Reversing a bankruptcy court’s grant of summary judgment against a pair of debtors who sought to discharge a jury award based on their duplication and sale of copyrighted motion pictures, a panel held that a material issue of fact existed whether the award was a willful or malicious injury under 11 U.S.C. § 523(a)(6) because it could have been based on reckless, rather than intentional, conduct.
Lucia Munguia Albarran and her husband, Antonio Barboza, operated a business duplicating, distributing and selling Spanish language films in 1999, including 10 films known as the “India Maria Pictures,” when New Form Inc. acquired exclusive rights to the films.
New Form sent the pair a letter to advise them of its rights, to which Albarran responded that she and Barboza had not previously known of the exclusive rights, were selling preexisting inventory purchased legally, and were willing to negotiate. However, in the time between the letter and the response, Albarran and Barboza allegedly ordered production of 500 additional copies.
When the pair continued selling the films, New Form filed suit in the U.S. District Court for the Central District of California for willful copyright infringement. After a trial at which the evidence concerned only the additional copies, a jury—on instructions that plaintiff was required to prove by a preponderance of the evidence that the defendants knew they were infringing copyrights or acted with reckless disregard as to whether they were doing so—awarded New Form $893,000 in damages and costs.
Albarran and Barboza then filed for chapter 7 bankruptcy in the U.S. Bankruptcy Court for the Southern District of California, and New Form filed a complaint seeking a determination that the judgment was nondischargeable based on the district court proceedings.
Despite the debtors’ argument that Albarran’s brother had both ordered and ultimately received the additional copies without their knowledge, Bankruptcy Judge Peter W. Bowie concluded that there was uncontroverted evidence the debtors knew of New Form’s copyright and, in combination with the jury finding, that the infringement constituted a willful injury ineligible for discharge.

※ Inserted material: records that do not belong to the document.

use std::collections::BTreeMap;

use serde::{Deserialize, Serialize};

use crate::types::{EncoderDisplay, Xyz};

/// Step sizes offered by the jog controls.
pub const STEP_SIZES: [f64; 5] = [1.0, 10.0, 100.0, 1_000.0, 10_000.0];

/// Boolean preferences persisted on the client between sessions.
#[derive(Debug, Clone, Copy, PartialEq, Eq, PartialOrd, Ord, Serialize, Deserialize)]
#[serde(rename_all = "snake_case")]
pub enum BooleanSetting {
    XAxisInverted,
    YAxisInverted,
    ZAxisInverted,
    RawEncoders,
    ScaledEncoders,
}

impl BooleanSetting {
    pub fn as_str(self) -> &'static str {
        match self {
            Self::XAxisInverted => "x_axis_inverted",
            Self::YAxisInverted => "y_axis_inverted",
            Self::ZAxisInverted => "z_axis_inverted",
            Self::RawEncoders => "raw_encoders",
            Self::ScaledEncoders => "scaled_encoders",
        }
    }
}

/// Translate an axis to the preference that remembers its jog inversion.
pub fn inversion_setting(axis: Xyz) -> BooleanSetting {
    match axis {
        Xyz::X => BooleanSetting::XAxisInverted,
        Xyz::Y => BooleanSetting::YAxisInverted,
        Xyz::Z => BooleanSetting::ZAxisInverted,
    }
}

/// Translate an encoder display to the preference that remembers its visibility.
pub fn encoder_setting(display: EncoderDisplay) -> BooleanSetting {
    match display {
        EncoderDisplay::RawEncoders => BooleanSetting::RawEncoders,
        EncoderDisplay::ScaledEncoders => BooleanSetting::ScaledEncoders,
    }
}

/// Key-value store for boolean preferences.
pub trait PreferenceStore {
    fn get_bool(&self, key: &str) -> Option<bool>;
    fn set_bool(&mut self, key: &str, value: bool);

    fn setting(&self, setting: BooleanSetting) -> bool {
        self.get_bool(setting.as_str()).unwrap_or(false)
    }
}

#[derive(Debug, Clone, Default, PartialEq, Eq, Serialize, Deserialize)]
#[serde(transparent)]
pub struct MemoryPreferences {
    values: BTreeMap<String, bool>,
}

impl MemoryPreferences {
    pub fn new() -> Self {
        Self::default()
    }

    pub fn is_empty(&self) -> bool {
        self.values.is_empty()
    }
}

impl PreferenceStore for MemoryPreferences {
    fn get_bool(&self, key: &str) -> Option<bool> {
        self.values.get(key).copied()
    }

    fn set_bool(&mut self, key: &str, value: bool) {
        self.values.insert(key.to_string(), value);
    }
}

/// OS version the client was built against. Older controllers get flagged.
#[derive(Debug, Clone, Copy, PartialEq, Eq, Serialize, Deserialize)]
pub struct CompatibilityConfig {
    pub expected_major: i64,
    pub expected_minor: i64,
}

impl Default for CompatibilityConfig {
    fn default() -> Self {
        Self {
            expected_major: 5,
            expected_minor: 0,
        }
    }
}

#[derive(Debug, Clone, Serialize, Deserialize)]
pub struct RuntimeConfig {
    #[serde(default)]
    pub compatibility: CompatibilityConfig,
    pub step_size: f64,
    #[serde(default)]
    pub device_id: Option<String>,
}

impl Default for RuntimeConfig {
    fn default() -> Self {
        Self {
            compatibility: CompatibilityConfig::default(),
            step_size: 100.0,
            device_id: None,
        }
    }
}

impl RuntimeConfig {
    pub fn sanitize(&mut self) {
        if !STEP_SIZES.contains(&self.step_size) {
            self.step_size = 100.0;
        }

        if let Some(device_id) = &self.device_id {
            if device_id.trim().is_empty() {
                self.device_id = None;
            }
        }
    }
}

#[cfg(test)]
mod tests {
    use super::*;

    #[test]
    fn every_axis_maps_to_its_own_setting() {
        let mapped: Vec<BooleanSetting> = [Xyz::X, Xyz::Y, Xyz::Z]
            .into_iter()
            .map(inversion_setting)
            .collect();

        assert_eq!(
            mapped,
            vec![
                BooleanSetting::XAxisInverted,
                BooleanSetting::YAxisInverted,
                BooleanSetting::ZAxisInverted,
            ]
        );
    }

    #[test]
    fn every_encoder_display_maps_to_its_own_setting() {
        assert_eq!(
            encoder_setting(EncoderDisplay::RawEncoders).as_str(),
            "raw_encoders"
        );
        assert_eq!(
            encoder_setting(EncoderDisplay::ScaledEncoders).as_str(),
            "scaled_encoders"
        );
    }

    #[test]
    fn missing_preference_reads_as_false() {
        let mut prefs = MemoryPreferences::new();
        assert!(!prefs.setting(BooleanSetting::RawEncoders));

        prefs.set_bool("raw_encoders", true);
        assert!(prefs.setting(BooleanSetting::RawEncoders));
        assert_eq!(prefs.get_bool("scaled_encoders"), None);
    }

    #[test]
    fn preferences_serialize_as_flat_map() {
        let mut prefs = MemoryPreferences::new();
        prefs.set_bool("y_axis_inverted", true);

        let raw = serde_json::to_string(&prefs).unwrap();
        assert_eq!(raw, r#"{"y_axis_inverted":true}"#);

        let back: MemoryPreferences = serde_json::from_str(&raw).unwrap();
        assert_eq!(back, prefs);
    }

    #[test]
    fn sanitize_resets_unknown_step_size() {
        let mut runtime = RuntimeConfig {
            step_size: 42.0,
            device_id: Some("  ".to_string()),
            ..RuntimeConfig::default()
        };
        runtime.sanitize();

        assert_eq!(runtime.step_size, 100.0);
        assert_eq!(runtime.device_id, None);

        runtime.step_size = 1_000.0;
        runtime.sanitize();
        assert_eq!(runtime.step_size, 1_000.0);
    }
}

On appeal, the Bankruptcy Appellate Panel affirmed, implying “maliciousness” from Bowie’s finding of willfulness, and reasoning that “an award of statutory damages based on willful copyright infringement is a debt for an injury to the owner’s property interest.” BAP Judges James M. Marlar, Erithe A. Smith and Jim D. Pappas concluded that the only remaining proof required was awareness of New Form’s copyright at the time of infringement, and found that the uncontroverted evidence of the debtors’ knowledge of New Form’s letter was proof of their “substantial certainty” of resultant harm.
However, on the debtors’ appeal to the Ninth Circuit, Chief U.S. District Judge Roger Hunt of the District of Nevada, sitting by designation, wrote that summary judgment was improper because the bankruptcy court “had no way to determine whether the jury found the willful infringement based on a reckless disregard or a knowing violation” of the copyright.
‘Willful’ Injuries Limited
Noting that the Supreme Court had specifically limited “willful” injuries under Sec. 523(a)(6) to “deliberate or intentional” injuries, and the debtors’ evidence that Albarran’s brother had ordered the additional production, which showed that the jury could alternatively have based its verdict on recklessness, Hunt wrote that a material issue of fact remained, and that remand was required.
He further concluded that the bankruptcy court had erred by failing by examining separately whether the copyright infringement was “malicious” under Sec. 523(a)(6), and that the Bankruptcy Appellate Panel had similarly erred when it based its finding of malice entirely on its conclusion that the debtors’ actions had been willful.
“[T]he malicious injury requirement…must be determined separately from the willful injury requirement,” he wrote.
Ninth Circuit Senior Judge William C. Canby Jr. and Judge Jay S. Bybee joined Hunt in his opinion.
The case is In re Barboza, No. 06-56319.